Secondly, men feel they have impunity to have multiple partners. It's ingrained in the culture almost that a man should have both his wife and a "sweet woman." It's directly related to his manliness, it seems. I've had many conversations with men who openly talk of how they cheat, like it's normal. And they are right here - it is normal. Many men live on the coast but work in the interior. So they will be gone for months at a time. During that time, many men cheat on their wives, often with commercial sex workers (speaking of, most bars have at least one girl who performs that duty here). So men are cheating. And like I said earlier, they won't wear condoms.

So what happens, as I'm sure you can imagine, is that a husband goes off for work, contracts HIV from a sex worker, and then brings it back and infects his wife. And then he might also infect another sweet woman he might have around his home. And a man who does know he is HIV positive, having contracted it from a sex worker or whoever, won't want to wear a condom with his wife, knowing she will suspect him of cheating. So instead he infects his wife, thinking this is better for the marriage (or at least him). It's very sad.

Anyways, it goes on and on. But as sad as this situation is, this isn't the first country in the world to face it. So I know we can make headway. And not everyone is like what I just talked about.
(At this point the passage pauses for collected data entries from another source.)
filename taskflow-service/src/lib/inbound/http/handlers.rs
use axum::extract::rejection::JsonRejection;
use axum::http::StatusCode;
use axum::response::IntoResponse;
use axum::response::Response;
use axum::Json;
use serde::Serialize;

use crate::domain::auth::errors::AuthError;
use crate::user::errors::UserError;

pub mod delete_current_user;
pub mod get_current_user;
pub mod health;
pub mod login;
pub mod register;

/// Message sent in place of any internal failure detail.
const INTERNAL_ERROR_MESSAGE: &str = "Internal server error";

#[derive(Debug, Clone)]
pub struct ApiSuccess<T: Serialize + PartialEq>(StatusCode, Json<ApiResponseBody<T>>);

impl<T> PartialEq for ApiSuccess<T>
where
    T: Serialize + PartialEq,
{
    fn eq(&self, other: &Self) -> bool {
        self.0 == other.0 && self.1 .0 == other.1 .0
    }
}

impl<T: Serialize + PartialEq> ApiSuccess<T> {
    pub fn new(status: StatusCode, data: T) -> Self {
        ApiSuccess(status, Json(ApiResponseBody::new(status, data)))
    }
}

impl<T: Serialize + PartialEq> IntoResponse for ApiSuccess<T> {
    fn into_response(self) -> Response {
        (self.0, self.1).into_response()
    }
}

#[derive(Debug, Clone, PartialEq, Eq)]
pub enum ApiError {
    /// Detail is logged, never sent
    InternalServerError(String),
    BadRequest(String),
    NotFound(String),
    Unauthorized(String),
}

impl From<JsonRejection> for ApiError {
    fn from(rejection: JsonRejection) -> Self {
        Self::BadRequest(rejection.body_text())
    }
}

impl From<AuthError> for ApiError {
    fn from(err: AuthError) -> Self {
        ApiError::InternalServerError(err.to_string())
    }
}

impl IntoResponse for ApiError {
    fn into_response(self) -> Response {
        let (status, message) = match self {
            ApiError::InternalServerError(detail) => {
                tracing::error!(error = %detail, "Request failed");
                (
                    StatusCode::INTERNAL_SERVER_ERROR,
                    INTERNAL_ERROR_MESSAGE.to_string(),
                )
            }
            ApiError::BadRequest(msg) => (StatusCode::BAD_REQUEST, msg),
            ApiError::NotFound(msg) => (StatusCode::NOT_FOUND, msg),
            ApiError::Unauthorized(msg) => (StatusCode::UNAUTHORIZED, msg),
        };

        (status, Json(ApiResponseBody::new_error(status, message))).into_response()
    }
}

impl From<UserError> for ApiError {
    fn from(err: UserError) -> Self {
        match err {
            UserError::NotFound(_) => ApiError::NotFound(err.to_string()),
            UserError::Repository(_) => ApiError::InternalServerError(err.to_string()),
        }
    }
}

#[derive(Debug, Clone, PartialEq, Eq, Serialize)]
pub struct ApiResponseBody<T: Serialize + PartialEq> {
    status_code: u16,
    data: T,
}

impl<T: Serialize + PartialEq> ApiResponseBody<T> {
    pub fn new(status_code: StatusCode, data: T) -> Self {
        Self {
            status_code: status_code.as_u16(),
            data,
        }
    }
}

impl ApiResponseBody<ApiErrorData> {
    pub fn new_error(status_code: StatusCode, message: String) -> Self {
        Self {
            status_code: status_code.as_u16(),
            data: ApiErrorData { message },
        }
    }
}

#[derive(Debug, Clone, PartialEq, Eq, Serialize)]
pub struct ApiErrorData {
    pub message: String,
}

/// Body of the login and registration responses.
///
/// `status` is the numeric outcome code and `message` its label; `token` is
/// only present on a successful login.
#[derive(Debug, Clone, PartialEq, Eq, Serialize)]
pub struct AuthResponseBody {
    pub status: i32,
    pub message: &'static str,
    #[serde(skip_serializing_if = "Option::is_none")]
    pub token: Option<String>,
}
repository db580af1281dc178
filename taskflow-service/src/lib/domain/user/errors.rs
use thiserror::Error;

/// Error for UserUuid parsing failures
#[derive(Debug, Clone, Error, PartialEq, Eq)]
pub enum UserUuidError {
    #[error("Invalid UUID format: {0}")]
    InvalidFormat(String),
}

/// Error raised by user storage
#[derive(Debug, Clone, Error, PartialEq, Eq)]
pub enum RepositoryError {
    /// A uniqueness constraint rejected the write
    #[error("User already exists: {0}")]
    Duplicate(String),

    #[error("Database error: {0}")]
    Database(String),
}

/// Top-level error for user account operations
#[derive(Debug, Clone, Error, PartialEq, Eq)]
pub enum UserError {
    #[error("User not found: {0}")]
    NotFound(String),

    #[error("Repository error: {0}")]
    Repository(#[from] RepositoryError),
}
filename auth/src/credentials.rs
use std::str::FromStr;

use unicode_general_category::get_general_category;
use unicode_general_category::GeneralCategory;

/// Name length bounds, in bytes.
pub const NAME_MIN_LENGTH: usize = 3;
pub const NAME_MAX_LENGTH: usize = 32;

/// Password length bounds, in characters.
pub const PASSWORD_MIN_LENGTH: usize = 8;
pub const PASSWORD_MAX_LENGTH: usize = 32;

/// Check that `email` is a single bare mailbox address.
///
/// The address must parse under RFC 5322 and the parsed address must be
/// exactly the input: display names (`Alice <alice@example.com>`) and
/// anything the parser would silently rewrite are rejected.
pub fn validate_email(email: &str) -> bool {
    email_address::EmailAddress::from_str(email)
        .map(|parsed| parsed.email() == email)
        .unwrap_or(false)
}

/// Check that `name` is between 3 and 32 bytes long.
pub fn validate_name(name: &str) -> bool {
    (NAME_MIN_LENGTH..=NAME_MAX_LENGTH).contains(&name.len())
}

/// Check password complexity.
///
/// A valid password has 8 to 32 characters, at least one numeric character
/// and at least one punctuation or symbol character. Both classes are
/// resolved against the Unicode general category, so `٣` counts as a digit
/// and `€` as a symbol.
pub fn validate_password(password: &str) -> bool {
    let mut length = 0;
    let mut has_number = false;
    let mut has_special = false;

    for c in password.chars() {
        length += 1;

        if c.is_numeric() {
            has_number = true;
        } else if is_punctuation_or_symbol(c) {
            has_special = true;
        }
    }

    (PASSWORD_MIN_LENGTH..=PASSWORD_MAX_LENGTH).contains(&length) && has_number && has_special
}

fn is_punctuation_or_symbol(c: char) -> bool {
    matches!(
        get_general_category(c),
        GeneralCategory::ConnectorPunctuation
            | GeneralCategory::DashPunctuation
            | GeneralCategory::OpenPunctuation
            | GeneralCategory::ClosePunctuation
            | GeneralCategory::InitialPunctuation
            | GeneralCategory::FinalPunctuation
            | GeneralCategory::OtherPunctuation
            | GeneralCategory::MathSymbol
            | GeneralCategory::CurrencySymbol
            | GeneralCategory::ModifierSymbol
            | GeneralCategory::OtherSymbol
    )
}

#[cfg(test)]
mod tests {
    use super::*;

    #[test]
    fn test_validate_email_accepts_bare_address() {
        assert!(validate_email("alice@example.com"));
        assert!(validate_email("first.last+tag@sub.example.org"));
    }

    #[test]
    fn test_validate_email_rejects_malformed() {
        assert!(!validate_email(""));
        assert!(!validate_email("not-an-email"));
        assert!(!validate_email("alice@"));
        assert!(!validate_email("@example.com"));
    }

    #[test]
    fn test_validate_email_rejects_display_name_form() {
        assert!(!validate_email("Alice <alice@example.com>"));
    }

    #[test]
    fn test_validate_name_bounds() {
        assert!(!validate_name(""));
        assert!(!validate_name("ab"));
        assert!(validate_name("abc"));
        assert!(validate_name(&"a".repeat(32)));
        assert!(!validate_name(&"a".repeat(33)));
    }

    #[test]
    fn test_validate_name_counts_bytes() {
        // two characters, four bytes
        assert!(validate_name("ñö"));
        // eleven characters, thirty-three bytes
        assert!(!validate_name(&"€".repeat(11)));
    }

    #[test]
    fn test_validate_password_accepts_complex() {
        assert!(validate_password("pass_word1"));
        assert!(validate_password("Sup3r$ecret"));
        assert!(validate_password("12345678!"));
    }

    #[test]
    fn test_validate_password_length_bounds() {
        assert!(!validate_password("p4ss_wd"));
        assert!(validate_password("p4ss_wrd"));

        let longest = format!("{}1!", "a".repeat(30));
        assert_eq!(longest.chars().count(), 32);
        assert!(validate_password(&longest));

        let too_long = format!("{}1!", "a".repeat(31));
        assert!(!validate_password(&too_long));
    }

    #[test]
    fn test_validate_password_requires_number() {
        assert!(!validate_password("pass_word!"));
    }

    #[test]
    fn test_validate_password_requires_special() {
        assert!(!validate_password("password123"));
        assert!(!validate_password("pass word 1"));
    }

    #[test]
    fn test_validate_password_is_unicode_aware() {
        // Arabic-Indic digit three
        assert!(validate_password("contraseña_٣x"));
        // currency symbol
        assert!(validate_password("password€1"));
        // length is counted in characters, not bytes
        assert!(validate_password("ññññññ1!"));
    }
}
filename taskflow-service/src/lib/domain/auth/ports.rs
use async_trait::async_trait;
use auth::TokenError;

use crate::domain::auth::errors::AuthError;
use crate::domain::auth::models::LoginOutcome;
use crate::domain::auth::models::RegisterStatus;
use crate::domain::auth::models::Session;
use crate::domain::auth::models::UserCredentials;

/// Port for the authentication use cases.
#[async_trait]
pub trait AuthServicePort: Send + Sync + 'static {
    /// Check credentials and issue a session token.
    ///
    /// # Arguments
    /// * `credentials` - Email and password; the name is ignored
    ///
    /// # Returns
    /// `Success` with a token, or `UserNotFound` / `InvalidCredentials`
    /// without one
    ///
    /// # Errors
    /// * `AuthError` - Lookup or token issuance failed
    async fn login(&self, credentials: UserCredentials) -> Result<LoginOutcome, AuthError>;

    /// Validate and store a new account.
    ///
    /// # Arguments
    /// * `credentials` - Name, email and password, trimmed before use
    ///
    /// # Returns
    /// `Success`, or the status of the first rule the input broke
    ///
    /// # Errors
    /// * `AuthError` - Lookup, hashing or persistence failed
    async fn register(&self, credentials: UserCredentials) -> Result<RegisterStatus, AuthError>;

    /// Verify a session token and resolve the identity it carries.
    ///
    /// # Errors
    /// * `Invalid` - Token is forged, malformed or names no valid user UUID
    /// * `Expired` - Token is past its expiry
    fn authenticate(&self, token: &str) -> Result<Session, TokenError>;
}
I just talked to taxi driver who has been married for 12 years, never cheats, and has been tested. And same with his wife. Unfortunately, he is the exception to the rule. But if there are enough like him, especially among the youths, there is hope. But until then, I'm here, with a whole lot of international aid and other organizations, trying to turn the tide.

Monday, July 03, 2006

Happy 4th of July!

Well, I'm winding up my 4th of July weekend in Georgetown. We went to the US Ambassador's house on Saturday, swimming in his pool and getting baked in the sun. Basically, it was reunion of my training class, GUY17. It was fantastic to see all of my friends who I have not seen for the past two months. Of course, talk centered around work and how useless we feel a lot of the time. People are working only 15 hours a week at a lot of places, just like me. Lots of us are hitting the same barriers to working effectively. Some people have worse situations than other, of course, but it was good to compare all of our experiences so far.
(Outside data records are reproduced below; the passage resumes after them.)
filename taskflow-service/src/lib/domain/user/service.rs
use std::sync::Arc;

use async_trait::async_trait;

use crate::domain::user::models::User;
use crate::domain::user::models::UserId;
use crate::domain::user::models::UserUuid;
use crate::user::errors::UserError;
use crate::user::ports::UserRepository;
use crate::user::ports::UserServicePort;

/// Domain service implementation for user account operations.
pub struct UserService<UR>
where
    UR: UserRepository,
{
    repository: Arc<UR>,
}

impl<UR> UserService<UR>
where
    UR: UserRepository,
{
    /// Create a new user service.
    ///
    /// # Arguments
    /// * `repository` - User persistence implementation
    pub fn new(repository: Arc<UR>) -> Self {
        Self { repository }
    }
}

#[async_trait]
impl<UR> UserServicePort for UserService<UR>
where
    UR: UserRepository,
{
    async fn get_user(&self, uuid: &UserUuid) -> Result<User, UserError> {
        self.repository
            .get_user_by_uuid(uuid)
            .await?
            .ok_or(UserError::NotFound(uuid.to_string()))
    }

    async fn get_user_by_id(&self, id: UserId) -> Result<User, UserError> {
        self.repository
            .get_user_by_id(id)
            .await?
            .ok_or(UserError::NotFound(id.to_string()))
    }

    async fn delete_user(&self, id: UserId) -> Result<(), UserError> {
        if !self.repository.delete_user(id).await? {
            return Err(UserError::NotFound(id.to_string()));
        }

        tracing::info!(user_id = %id, "User deleted");

        Ok(())
    }
}
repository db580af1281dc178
use thiserror::Error;

/// Error type for token operations.
#[derive(Debug, Clone, Error, PartialEq, Eq)]
pub enum TokenError {
    #[error("Failed to generate token id: {0}")]
    IdGenerationFailed(String),

    #[error("Failed to encrypt token: {0}")]
    EncryptionFailed(String),

    #[error("Token is invalid: {0}")]
    Invalid(String),

    #[error("Token is expired")]
    Expired,
}
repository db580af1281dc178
pub mod repositories;
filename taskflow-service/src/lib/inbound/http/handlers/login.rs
use axum::extract::rejection::JsonRejection;
use axum::extract::State;
use axum::Json;
use serde::Deserialize;

use super::ApiError;
use super::AuthResponseBody;
use crate::domain::auth::models::LoginOutcome;
use crate::domain::auth::models::UserCredentials;
use crate::domain::auth::ports::AuthServicePort;
use crate::inbound::http::router::AppState;

pub async fn login(
    State(state): State<AppState>,
    payload: Result<Json<LoginRequestBody>, JsonRejection>,
) -> Result<Json<AuthResponseBody>, ApiError> {
    let Json(body) = payload?;

    state
        .auth_service
        .login(body.into())
        .await
        .map_err(ApiError::from)
        .map(|outcome| Json(outcome.into()))
}

/// Missing fields decode as empty strings and are rejected by the use case.
#[derive(Debug, Clone, PartialEq, Eq, Deserialize)]
pub struct LoginRequestBody {
    #[serde(default)]
    email: String,
    #[serde(default)]
    password: String,
}

impl From<LoginRequestBody> for UserCredentials {
    fn from(body: LoginRequestBody) -> Self {
        UserCredentials::new(String::new(), body.email, body.password)
    }
}

impl From<LoginOutcome> for AuthResponseBody {
    fn from(outcome: LoginOutcome) -> Self {
        Self {
            status: outcome.status.code(),
            message: outcome.status.label(),
            token: outcome.token,
        }
    }
}
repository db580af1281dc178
pub mod user;

pub use user::PostgresUserRepository;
It also made me realize how much I like the Essequibo Coast, where I live. The coast has just one road that drives along the coastline, with all the towns on the main road. With the taxis or mini-buses, the conductors are nice and not too pushy. But wow, the contrast is amazing to Georgetown. In the capital, there are seemingly millions of people. The conductors are pushy, grabby, and often rude. The relative hustle and bustle (I mean, this is nothing compared to a US city) makes me feel like a country bumpkin. But I like it. I like the relative quietness and slow pace of the Essequibo Coast. I like the safety - I feel fine being out late at night, whereas I don't want to be anywhere but inside after dusk in Georgetown. I just really like the coast. That's one of the reasons this weekend has been good for me - it make me realize how lucky I am with my site placement. The freedom we have out there, coupled with the beauty of the coast and the friendliness of the people, has got to make the Essequibo Coast one of the best places in Guyana.

Anyways, it's been a good 4th of July weekend in Guyana. I think we might try to do a BBQ tomorrow for the proper holiday. And maybe we can get some explosive materials and try to make some fireworks? That sounds like a good secondary project.